** Exercise details **
Every single entry that follows must be copied exactly.

** Material for the task **
━━━━━━━━
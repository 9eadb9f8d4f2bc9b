//! Annotation Service Integration
//!
//! Resilient, authenticated client layer for the annotation-service API.
//!
//! # Features
//!
//! - Session login and refresh with single-flight renewal
//! - Proactive renewal inside a configurable expiry buffer
//! - One-shot recovery when the service reports an expired credential
//! - Legacy static-token mode (`Authorization: Token <x>`)
//! - Exponential backoff with jitter over a closed failure taxonomy
//! - Named circuit breakers shared through an injectable registry
//!
//! # Example
//!
//! ```rust,ignore
//! use std::sync::Arc;
//! use annotation_integration::{annotation_config, CircuitBreakerRegistry, ResilientClient};
//!
//! #[tokio::main]
//! async fn main() -> Result<(), Box<dyn std::error::Error>> {
//!     let config = annotation_config()
//!         .base_url("https://annotate.example.com/api")
//!         .identity("annotator@example.com")
//!         .secret("correct horse battery staple")
//!         .max_attempts(5)
//!         .build()?;
//!
//!     let registry = Arc::new(CircuitBreakerRegistry::default());
//!     let client = ResilientClient::new(config, registry)?;
//!
//!     let tasks: serde_json::Value = client.get_json("/tasks?status=open").await?;
//!     println!("{tasks}");
//!
//!     Ok(())
//! }
//! ```
//!
//! # Architecture
//!
//! - `types`: credential and configuration data structures
//! - `error`: error hierarchy and the closed failure taxonomy
//! - `core`: HTTP transport abstraction
//! - `token`: credential store, expiry detection, lifecycle manager
//! - `resilience`: retry executor, circuit breaker, breaker registry
//! - `telemetry`: authentication and resilience metrics
//! - `builders`: fluent and environment-driven configuration
//! - `client`: resilient client combining all of the above

pub mod builders;
pub mod client;
pub mod core;
pub mod error;
pub mod resilience;
pub mod telemetry;
pub mod token;
pub mod types;

#[cfg(test)]
mod testing;

// Re-export main client
pub use client::{annotation_client, ApiRequest, ResilientClient, ResilientClientBuilder};

// Re-export builders
pub use builders::{annotation_config, AnnotationConfigBuilder};

// Re-export errors
pub use error::{
    error_from_response, get_user_message, sanitize_reason, AnnotationError, AnnotationResult,
    AuthenticationError, ConfigurationError, ErrorContext, FailureKind, NetworkError,
    ProtocolError, RemoteError, RetryDisposition,
};

// Re-export types
pub use types::{
    // Config
    AnnotationConfig, AuthMode, SessionLogin, DEFAULT_AUTH_TIMEOUT, DEFAULT_BREAKER_NAME,
    DEFAULT_EXPIRY_BUFFER, DEFAULT_REQUEST_TIMEOUT,
    // Credential
    AuthScheme, Credential, SessionResponse,
};

// Re-export core components
pub use core::{
    HttpMethod, HttpRequest, HttpResponse, HttpTransport, MockHttpTransport, MockReply,
    ReqwestHttpTransport,
};

// Re-export token management
pub use token::{
    create_credential_provider, is_expiration_message, CredentialProvider, CredentialStore,
    SessionTokenManager, StaticTokenProvider, TokenManagerConfig,
};

// Re-export resilience
pub use resilience::{
    // Retry
    AttemptObserver, AttemptOutcome, AttemptRecord, RecordingAttemptObserver, RetryExecutor,
    RetryPolicy, RetryStats, TracingAttemptObserver,
    // Circuit Breaker
    CircuitBreaker, CircuitBreakerConfig, CircuitBreakerRegistry, CircuitBreakerStats,
    CircuitState, DEFAULT_CIRCUIT_BREAKER_CONFIG,
};

// Re-export telemetry
pub use telemetry::{
    AuthMetrics, FallbackReason, InMemoryMetrics, MetricEntry, MetricLabels, NoOpMetrics,
};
━━━━━━━━
** Exercise solution **
repository 9eadb9f8d4f2bc9b
//! Annotation Service Integration
//!
//! Resilient, authenticated client layer for the annotation-service API.
//!
//! # Features
//!
//! - Session login and refresh with single-flight renewal
//! - Proactive renewal inside a configurable expiry buffer
//! - One-shot recovery when the service reports an expired credential
//! - Legacy static-token mode (`Authorization: Token <x>`)
//! - Exponential backoff with jitter over a closed failure taxonomy
//! - Named circuit breakers shared through an injectable registry
//!
//! # Example
//!
//! ```rust,ignore
//! use std::sync::Arc;
//! use annotation_integration::{annotation_config, CircuitBreakerRegistry, ResilientClient};
//!
//! #[tokio::main]
//! async fn main() -> Result<(), Box<dyn std::error::Error>> {
//!     let config = annotation_config()
//!         .base_url("https://annotate.example.com/api")
//!         .identity("annotator@example.com")
//!         .secret("correct horse battery staple")
//!         .max_attempts(5)
//!         .build()?;
//!
//!     let registry = Arc::new(CircuitBreakerRegistry::default());
//!     let client = ResilientClient::new(config, registry)?;
//!
//!     let tasks: serde_json::Value = client.get_json("/tasks?status=open").await?;
//!     println!("{tasks}");
//!
//!     Ok(())
//! }
//! ```
//!
//! # Architecture
//!
//! - `types`: credential and configuration data structures
//! - `error`: error hierarchy and the closed failure taxonomy
//! - `core`: HTTP transport abstraction
//! - `token`: credential store, expiry detection, lifecycle manager
//! - `resilience`: retry executor, circuit breaker, breaker registry
//! - `telemetry`: authentication and resilience metrics
//! - `builders`: fluent and environment-driven configuration
//! - `client`: resilient client combining all of the above

pub mod builders;
pub mod client;
pub mod core;
pub mod error;
pub mod resilience;
pub mod telemetry;
pub mod token;
pub mod types;

#[cfg(test)]
mod testing;

// Re-export main client
pub use client::{annotation_client, ApiRequest, ResilientClient, ResilientClientBuilder};

// Re-export builders
pub use builders::{annotation_config, AnnotationConfigBuilder};

// Re-export errors
pub use error::{
    error_from_response, get_user_message, sanitize_reason, AnnotationError, AnnotationResult,
    AuthenticationError, ConfigurationError, ErrorContext, FailureKind, NetworkError,
    ProtocolError, RemoteError, RetryDisposition,
};

// Re-export types
pub use types::{
    // Config
    AnnotationConfig, AuthMode, SessionLogin, DEFAULT_AUTH_TIMEOUT, DEFAULT_BREAKER_NAME,
    DEFAULT_EXPIRY_BUFFER, DEFAULT_REQUEST_TIMEOUT,
    // Credential
    AuthScheme, Credential, SessionResponse,
};

// Re-export core components
pub use core::{
    HttpMethod, HttpRequest, HttpResponse, HttpTransport, MockHttpTransport, MockReply,
    ReqwestHttpTransport,
};

// Re-export token management
pub use token::{
    create_credential_provider, is_expiration_message, CredentialProvider, CredentialStore,
    SessionTokenManager, StaticTokenProvider, TokenManagerConfig,
};

// Re-export resilience
pub use resilience::{
    // Retry
    AttemptObserver, AttemptOutcome, AttemptRecord, RecordingAttemptObserver, RetryExecutor,
    RetryPolicy, RetryStats, TracingAttemptObserver,
    // Circuit Breaker
    CircuitBreaker, CircuitBreakerConfig, CircuitBreakerRegistry, CircuitBreakerStats,
    CircuitState, DEFAULT_CIRCUIT_BREAKER_CONFIG,
};

// Re-export telemetry
pub use telemetry::{
    AuthMetrics, FallbackReason, InMemoryMetrics, MetricEntry, MetricLabels, NoOpMetrics,
};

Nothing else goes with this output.